April 16, 2011

Special delivery beer pairing: Matzah & Matzah

Full disclosure: Many bloggers receive free beer in the mail, then review it, but fail to mention they're reviewing complimentary samples. Not me. Sometimes I request samples for my stories; sometimes they're just sent. Lately, in addition to receiving emailed press releases about beers, I'm getting releases from various food publicists. The appeal of some of these foodstuffs showing up on my doorstep is fun, but I'm a beer writer not a food writer and it seems wrong to solicit them, then the publicist has nothing to show for it. I've never blogged reviews. Til now. Here begins my series of food sample + beer pairings*. (*IF the suggested beers are comped samples, I'll disclose that.)

Just in time for Passover, I received a box of matzah. Yes, matzah, that unleavened "bread" which is more like a supersized cracker that is enjoyed, or at least consumed, for the entire week that celebrates the Israelites' freedom from slavery in Egypt where, upon a hasty escape, they did not have time to let the bread rise. For this reason, Jews eschew leavened products. Already, pairing matzah with beer (fermented with yeast) sounds unkosher.

Osem Israeli Orange-flavored Chocolate-coated Matzah grabbed me because chocolate-orange is one of my favorite flavor combos. One of the last things I ate before moving from San Francisco was a pint of Swensen's Swiss Orange Chip ice cream. This is definitely a dessert or snack item and probably not something you'd find at a traditional Seder table. This appeals to both my sweet-tooth and my crunch-tooth. For you see, I crave crunchy foods. Each square of matzah is fully enrobed in dark chocolate that is detectably orangy, but they could've gone a lot further if they'd used natural orange flavor or, better yet, real orange zest! Having said that, I doubt those "Whack & Unwraps," y'know, those round balls of chocolate with various fruit flavors that are popular around Christmastime, have any real essence of fruit in them and those are pretty tasty, too.

For a beer pairing, a good choice may be Ramapo Valley's Passover Honey Beer, the only kosher for Passover beer in the world. This is achieved by brewing a "beer" out of honey making it actually more like mead, a honey wine. But between being impossible to find and being disgusting by all accounts, let's scratch that idea.

One obvious choice is Shmaltz's Jewbelation Vertical under the He'Brew brand. A blend of every Jewbelation from the past 7 years (Jewbelation 8-14), this whiskey barrel aged beer (sample provided) pours thick, almost goopey, and is rich to boot. While not a chocolate-beer, it is chocolatey, almost mocha-y, but also has fruit flavors like fig and date that compliment the chocolate-orange encrusted cracker.

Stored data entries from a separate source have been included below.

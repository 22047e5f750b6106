//! Rate limiters deciding how long a failed work item waits before it is
//! handed to a worker again.
//!
//! The default controller limiter combines two policies and takes the longer
//! delay of the two:
//!
//! - per-item exponential backoff (5ms doubling up to 1000s), reset by `forget`
//! - an overall token bucket (10 qps, burst 100) so a storm of failures
//!   cannot hammer the release backend

use std::collections::HashMap;
use std::hash::Hash;
use std::time::Duration;

use parking_lot::Mutex;
use tokio::time::Instant;

/// Decides the requeue delay for an item
pub trait RateLimiter<T>: Send + Sync {
    /// Delay before the item should be processed again; records a failure
    fn when(&self, item: &T) -> Duration;

    /// Stop tracking the item (it succeeded)
    fn forget(&self, item: &T);

    /// Number of failures recorded for the item since it was last forgotten
    fn num_requeues(&self, item: &T) -> u32;
}

/// Exponential backoff settings
#[derive(Clone, Debug)]
pub struct BackoffConfig {
    /// Delay after the first failure
    pub initial_delay: Duration,
    /// Maximum delay between retries
    pub max_delay: Duration,
    /// Multiplier for exponential backoff
    pub backoff_multiplier: f64,
}

impl Default for BackoffConfig {
    fn default() -> Self {
        Self {
            initial_delay: Duration::from_millis(5),
            max_delay: Duration::from_secs(1000),
            backoff_multiplier: 2.0,
        }
    }
}

impl BackoffConfig {
    /// Delay for the given number of previous failures, capped at `max_delay`
    pub fn delay_for(&self, failures: u32) -> Duration {
        let exp = self.backoff_multiplier.powi(failures.min(i32::MAX as u32) as i32);
        let secs = self.initial_delay.as_secs_f64() * exp;
        if !secs.is_finite() || secs >= self.max_delay.as_secs_f64() {
            return self.max_delay;
        }
        Duration::from_secs_f64(secs)
    }
}

/// Per-item exponential backoff
pub struct ItemExponentialRateLimiter<T> {
    config: BackoffConfig,
    failures: Mutex<HashMap<T, u32>>,
}

impl<T> ItemExponentialRateLimiter<T> {
    /// Create a limiter with the given backoff settings
    pub fn new(config: BackoffConfig) -> Self {
        Self {
            config,
            failures: Mutex::new(HashMap::new()),
        }
    }
}

impl<T: Clone + Eq + Hash + Send + Sync> RateLimiter<T> for ItemExponentialRateLimiter<T> {
    fn when(&self, item: &T) -> Duration {
        let mut failures = self.failures.lock();
        let count = failures.entry(item.clone()).or_insert(0);
        let delay = self.config.delay_for(*count);
        *count = count.saturating_add(1);
        delay
    }

    fn forget(&self, item: &T) {
        self.failures.lock().remove(item);
    }

    fn num_requeues(&self, item: &T) -> u32 {
        self.failures.lock().get(item).copied().unwrap_or(0)
    }
}

struct Bucket {
    tokens: f64,
    last: Instant,
}

/// Token bucket shared by every item
pub struct BucketRateLimiter {
    qps: f64,
    burst: f64,
    bucket: Mutex<Bucket>,
}

impl BucketRateLimiter {
    /// Create a bucket refilled at `qps` holding at most `burst` tokens
    pub fn new(qps: f64, burst: u32) -> Self {
        Self {
            qps,
            burst: f64::from(burst),
            bucket: Mutex::new(Bucket {
                tokens: f64::from(burst),
                last: Instant::now(),
            }),
        }
    }
}

impl<T> RateLimiter<T> for BucketRateLimiter {
    fn when(&self, _item: &T) -> Duration {
        let mut bucket = self.bucket.lock();
        let now = Instant::now();
        let elapsed = now.saturating_duration_since(bucket.last).as_secs_f64();
        bucket.tokens = (bucket.tokens + elapsed * self.qps).min(self.burst);
        bucket.last = now;
        bucket.tokens -= 1.0;
        if bucket.tokens >= 0.0 || self.qps <= 0.0 {
            Duration::ZERO
        } else {
            Duration::from_secs_f64(-bucket.tokens / self.qps)
        }
    }

    fn forget(&self, _item: &T) {}

    fn num_requeues(&self, _item: &T) -> u32 {
        0
    }
}

/// Applies every inner limiter and returns the longest delay
pub struct MaxOfRateLimiter<T> {
    limiters: Vec<Box<dyn RateLimiter<T>>>,
}

impl<T> MaxOfRateLimiter<T> {
    /// Combine the given limiters
    pub fn new(limiters: Vec<Box<dyn RateLimiter<T>>>) -> Self {
        Self { limiters }
    }
}

impl<T: Send + Sync> RateLimiter<T> for MaxOfRateLimiter<T> {
    fn when(&self, item: &T) -> Duration {
        self.limiters
            .iter()
            .map(|l| l.when(item))
            .max()
            .unwrap_or(Duration::ZERO)
    }

    fn forget(&self, item: &T) {
        for limiter in &self.limiters {
            limiter.forget(item);
        }
    }

    fn num_requeues(&self, item: &T) -> u32 {
        self.limiters
            .iter()
            .map(|l| l.num_requeues(item))
            .max()
            .unwrap_or(0)
    }
}

/// The limiter used by the Migration controller
pub fn default_controller_rate_limiter<T>() -> MaxOfRateLimiter<T>
where
    T: Clone + Eq + Hash + Send + Sync + 'static,
{
    MaxOfRateLimiter::new(vec![
        Box::new(ItemExponentialRateLimiter::new(BackoffConfig::default())),
        Box::new(BucketRateLimiter::new(10.0, 100)),
    ])
}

Tied would be Ambacht's Matzobra├╝ from Hillsboro, Ore., brewed with honey and actual matzah, but as it states on the label, it is not kosher for Passover. In fact, it's made right after Passover, using owner/brewer Tom Kramer's leftover "bread of affliction" which he adds right to the mash. You can only find this in about half a dozen bottle shops around Portland, unfortunately. More of a slightly fruity Belgian-style ale and less like liquid matzo brie (especially if you add onions to yours instead of cinnamon and syrup), while not in the least bit citrusy, the honey and banana flavors meld nicely with the hint of orange, and the like-minded bread flavors make this suitable for a mid-meal nosh.